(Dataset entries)
+===+

//! Key-value storage backing the todo service.
//!
//! The service only ever talks to the [`Store`] trait, so the in-memory map
//! used by the server can be swapped for a persistent backend or a test double.

use std::collections::BTreeMap;
use std::sync::Mutex;

use serde::{Serialize, de::DeserializeOwned};
use serde_json::Value;

#[derive(Debug, thiserror::Error)]
pub enum StoreError {
    #[error("store lock poisoned")]
    Poisoned,
    #[error("value under key `{key}` has an unexpected shape: {source}")]
    Codec {
        key: String,
        #[source]
        source: serde_json::Error,
    },
}

/// Untyped key-value storage.
///
/// There are no transactions: callers that read, modify and write back a key
/// must serialize those steps themselves.
pub trait Store: Send + Sync {
    /// Returns the value stored under `key`, or `None` if the key is absent.
    fn get(&self, key: &str) -> Result<Option<Value>, StoreError>;

    /// Stores `value` under `key`, replacing any previous value.
    fn set(&self, key: &str, value: Value) -> Result<(), StoreError>;

    /// Removes `key` entirely. Clearing an absent key is a no-op.
    fn clear(&self, key: &str) -> Result<(), StoreError>;
}

/// Typed helpers layered over any [`Store`].
pub trait StoreExt: Store {
    fn load<T: DeserializeOwned>(&self, key: &str) -> Result<Option<T>, StoreError> {
        match self.get(key)? {
            Some(value) => serde_json::from_value(value)
                .map(Some)
                .map_err(|source| StoreError::Codec {
                    key: key.to_string(),
                    source,
                }),
            None => Ok(None),
        }
    }

    fn save<T: Serialize>(&self, key: &str, value: &T) -> Result<(), StoreError> {
        let value = serde_json::to_value(value).map_err(|source| StoreError::Codec {
            key: key.to_string(),
            source,
        })?;
        self.set(key, value)
    }
}

impl<S: Store + ?Sized> StoreExt for S {}

/// Process-lifetime map with no persistence.
///
/// Starts empty and loses everything when dropped. `BTreeMap` keeps iteration
/// order stable for debugging.
#[derive(Default)]
pub struct MemoryStore {
    data: Mutex<BTreeMap<String, Value>>,
}

impl MemoryStore {
    pub fn new() -> Self {
        Self::default()
    }

    #[cfg(test)]
    pub fn len(&self) -> Result<usize, StoreError> {
        Ok(self.data.lock().map_err(|_| StoreError::Poisoned)?.len())
    }

    #[cfg(test)]
    pub fn is_empty(&self) -> Result<bool, StoreError> {
        Ok(self.len()? == 0)
    }
}

impl Store for MemoryStore {
    fn get(&self, key: &str) -> Result<Option<Value>, StoreError> {
        let data = self.data.lock().map_err(|_| StoreError::Poisoned)?;
        Ok(data.get(key).cloned())
    }

    fn set(&self, key: &str, value: Value) -> Result<(), StoreError> {
        let mut data = self.data.lock().map_err(|_| StoreError::Poisoned)?;
        data.insert(key.to_string(), value);
        Ok(())
    }

    fn clear(&self, key: &str) -> Result<(), StoreError> {
        let mut data = self.data.lock().map_err(|_| StoreError::Poisoned)?;
        data.remove(key);
        Ok(())
    }
}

+===+

● **Activity**
Copy only this part of the entries above: the line with "Some(value) => serde_json::from_value(value)", the line with "let data = self.data.lock().map_err(|_|", and the lines between, all exactly as written.

● **Solution to this exercise**
            Some(value) => serde_json::from_value(value)
                .map(Some)
                .map_err(|source| StoreError::Codec {
                    key: key.to_string(),
                    source,
                }),
            None => Ok(None),
        }
    }

    fn save<T: Serialize>(&self, key: &str, value: &T) -> Result<(), StoreError> {
        let value = serde_json::to_value(value).map_err(|source| StoreError::Codec {
            key: key.to_string(),
            source,
        })?;
        self.set(key, value)
    }
}

impl<S: Store + ?Sized> StoreExt for S {}

/// Process-lifetime map with no persistence.
///
/// Starts empty and loses everything when dropped. `BTreeMap` keeps iteration
/// order stable for debugging.
#[derive(Default)]
pub struct MemoryStore {
    data: Mutex<BTreeMap<String, Value>>,
}

impl MemoryStore {
    pub fn new() -> Self {
        Self::default()
    }

    #[cfg(test)]
    pub fn len(&self) -> Result<usize, StoreError> {
        Ok(self.data.lock().map_err(|_| StoreError::Poisoned)?.len())
    }

    #[cfg(test)]
    pub fn is_empty(&self) -> Result<bool, StoreError> {
        Ok(self.len()? == 0)
    }
}

impl Store for MemoryStore {
    fn get(&self, key: &str) -> Result<Option<Value>, StoreError> {
        let data = self.data.lock().map_err(|_| StoreError::Poisoned)?;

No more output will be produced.